A Holiday Gift for Pharma?

Put Patients First.As the halls of the Massachusetts State House are emptying out for the holidays, the pharmaceutical industry is working hard to push through special interest legislation when they think no one is paying attention.  On Tuesday of this week, the Joint Committee on Public Health gave a favorable recommendation to H. 1507, a bill that would repeal most of the Prescription Drug Gift Ban and Disclosure Law, initially passed in 2008.  This law limits drug industry salespeople from wining and dining physicians in order to promote the prescribing of their higher-cost, brand-name products. The law also requires annual reporting for these industries to disclose details about permitted payments made to physicians and other prescribers.

Now we’re concerned that this bill may go to the House floor next week, where it could pass without debate or a formal vote, and when many legislators are away for the holidays.

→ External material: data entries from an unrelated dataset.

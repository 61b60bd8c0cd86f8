//! SAP IQ backend binding.
//!
//! Key implementation choices:
//! - Hashing: `CHECKSUM()` cast to BIGINT, aggregated with `BIT_XOR`.
//! - Schema reading: SYS catalog join (SYSCOLUMNS/SYSDOMAIN/SYSTAB/SYSUSER);
//!   `information_schema` is not dependable on the Sybase family.
//! - String concat: `+` operator.
//! - Connection: DSN-style string for the SQL Anywhere client.
//! - Type names are matched case-sensitively against the lowercase domain
//!   names the SYS catalog reports.
//! - Autocommit only; multi-statement transactions are not supported by
//!   this binding.

mod connect;
mod dialect;
mod schema;

pub use connect::SapIqConnectionFactory;
pub use dialect::SapIqDialect;
pub use schema::SapIqSchemaReader;

use std::sync::Arc;

use crate::config::ConnectionInfo;
use crate::core::types::{CaseMatch, ColKind, TypeMap};
use crate::drivers::{Database, DialectImpl};

/// SAP IQ's native domain names mapped to portable kinds.
static SAPIQ_TYPES: &[(&str, ColKind)] = &[
    ("char", ColKind::Char),
    ("varchar", ColKind::Varchar),
    ("string", ColKind::String),
    ("int", ColKind::Int),
    ("integer", ColKind::Int),
    ("smallint", ColKind::SmallInt),
    ("tinyint", ColKind::TinyInt),
    ("bigint", ColKind::BigInt),
    ("decimal", ColKind::Decimal),
    ("numeric", ColKind::Decimal),
    ("float", ColKind::Float),
    ("double", ColKind::Double),
    ("date", ColKind::Date),
    ("timestamp", ColKind::Timestamp),
    ("datetime", ColKind::Timestamp),
    ("bit", ColKind::Boolean),
];

/// The SAP IQ type map.
pub fn type_map() -> TypeMap {
    TypeMap::new("sapiq", CaseMatch::Sensitive, SAPIQ_TYPES)
}

/// Bind all SAP IQ strategies into a [`Database`] owning `info`.
pub fn database(info: ConnectionInfo) -> Database {
    Database::new(
        "sapiq",
        info,
        DialectImpl::SapIq(SapIqDialect::new()),
        type_map(),
        Arc::new(SapIqSchemaReader),
        Arc::new(SapIqConnectionFactory),
        false,
    )
}

#[cfg(test)]
mod tests {
    use super::*;

    #[test]
    fn test_type_map_complete() {
        let map = type_map();
        for name in map.native_names() {
            assert!(map.resolve(name).is_ok(), "unresolvable entry: {name}");
        }
    }

    #[test]
    fn test_type_map_case_sensitive() {
        let map = type_map();
        assert_eq!(map.resolve("varchar").unwrap(), ColKind::Varchar);
        assert!(map.resolve("VARCHAR").is_err());
    }

    #[test]
    fn test_numeric_aliases_share_kind() {
        let map = type_map();
        assert_eq!(map.resolve("decimal").unwrap(), map.resolve("numeric").unwrap());
        assert_eq!(map.resolve("int").unwrap(), map.resolve("integer").unwrap());
    }

    #[test]
    fn test_database_is_autocommit_only() {
        let db = database(ConnectionInfo::new("h", "d"));
        assert!(!db.supports_multi_statement_transactions());
        assert_eq!(db.name(), "sapiq");
    }
}
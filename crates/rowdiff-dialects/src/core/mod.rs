//! Backend-independent core of the dialect layer.

pub mod fingerprint;
pub mod traits;
pub mod types;

pub use fingerprint::Fingerprint;
pub use traits::{ConnectionFactory, Dialect, SchemaReader, CONCAT_SEPARATOR};
pub use types::{CaseMatch, ColKind, ColumnType, RawSchemaRow, TypeMap};
//! SAP IQ connection factory.

use crate::config::ConnectionInfo;
use crate::core::traits::ConnectionFactory;
use crate::drivers::common::{dsn_string, ConnectionSpec};

/// DSN-style connection factory for SAP IQ.
///
/// SQL Anywhere-family clients take one delimited string:
/// `UID=…;PWD=…;DBN=…;ENG=…[;PORT=…]`, with any extras appended verbatim.
/// There is no default port; when unset, the engine-name lookup handles
/// addressing.
#[derive(Debug, Clone, Copy, Default)]
pub struct SapIqConnectionFactory;

impl ConnectionFactory for SapIqConnectionFactory {
    fn backend(&self) -> &'static str {
        "sapiq"
    }

    fn default_port(&self) -> Option<u16> {
        None
    }

    fn driver_hint(&self) -> &'static str {
        "Install the SAP IQ / SQL Anywhere client (libdbodbc) and rebuild \
         with `--features odbc` (requires unixODBC on Linux/macOS)."
    }

    fn connection_spec(&self, info: &ConnectionInfo) -> ConnectionSpec {
        let port = info.port.map(|p| p.to_string()).unwrap_or_default();
        let mut dsn = dsn_string([
            ("UID", info.user.as_str()),
            ("PWD", info.password.as_str()),
            ("DBN", info.database.as_str()),
            ("ENG", info.host.as_str()),
            ("PORT", port.as_str()),
        ]);
        for (k, v) in &info.extras {
            dsn.push(';');
            dsn.push_str(k);
            dsn.push('=');
            dsn.push_str(v);
        }
        ConnectionSpec::Dsn(dsn)
    }
}

#[cfg(test)]
mod tests {
    use super::*;

    #[test]
    fn test_dsn_field_order() {
        let info = ConnectionInfo::new("iqhost", "warehouse")
            .with_credentials("etl", "secret")
            .with_port(2638);
        match SapIqConnectionFactory.connection_spec(&info) {
            ConnectionSpec::Dsn(dsn) => {
                assert_eq!(dsn, "UID=etl;PWD=secret;DBN=warehouse;ENG=iqhost;PORT=2638");
            }
            ConnectionSpec::Keyword(_) => panic!("sapiq is DSN-style"),
        }
    }

    #[test]
    fn test_dsn_omits_unset_port() {
        let info = ConnectionInfo::new("iqhost", "warehouse").with_credentials("etl", "pw");
        match SapIqConnectionFactory.connection_spec(&info) {
            ConnectionSpec::Dsn(dsn) => assert!(!dsn.contains("PORT=")),
            ConnectionSpec::Keyword(_) => panic!("sapiq is DSN-style"),
        }
    }

    #[test]
    fn test_dsn_appends_extras_verbatim() {
        let info = ConnectionInfo::new("iqhost", "warehouse")
            .with_credentials("etl", "pw")
            .with_extra("CommLinks", "tcpip(host=iqhost)")
            .with_extra("Integrated", "NO");
        match SapIqConnectionFactory.connection_spec(&info) {
            ConnectionSpec::Dsn(dsn) => {
                assert!(dsn.ends_with("CommLinks=tcpip(host=iqhost);Integrated=NO"));
            }
            ConnectionSpec::Keyword(_) => panic!("sapiq is DSN-style"),
        }
    }
}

While repealing the Gift Ban may be a nice holiday gift for pharma, it certainly wouldn’t be the case for consumers across the Commonwealth. Repealing the ban would allow pharma to spend millions of dollars on fancy physician meals. These costs are ultimately passed on to individuals and families through higher copays and premiums.

In addition, repeal of the Gift Ban would compromise doctor-patient relationships. A patient shouldn’t have to wonder whether they are being prescribed a drug because it is useful, or because their doctor is influenced by benefits and perks provided by a manufacturer.  Doctors have the duty to act in the best interest of their patients, not to help industry increase profits.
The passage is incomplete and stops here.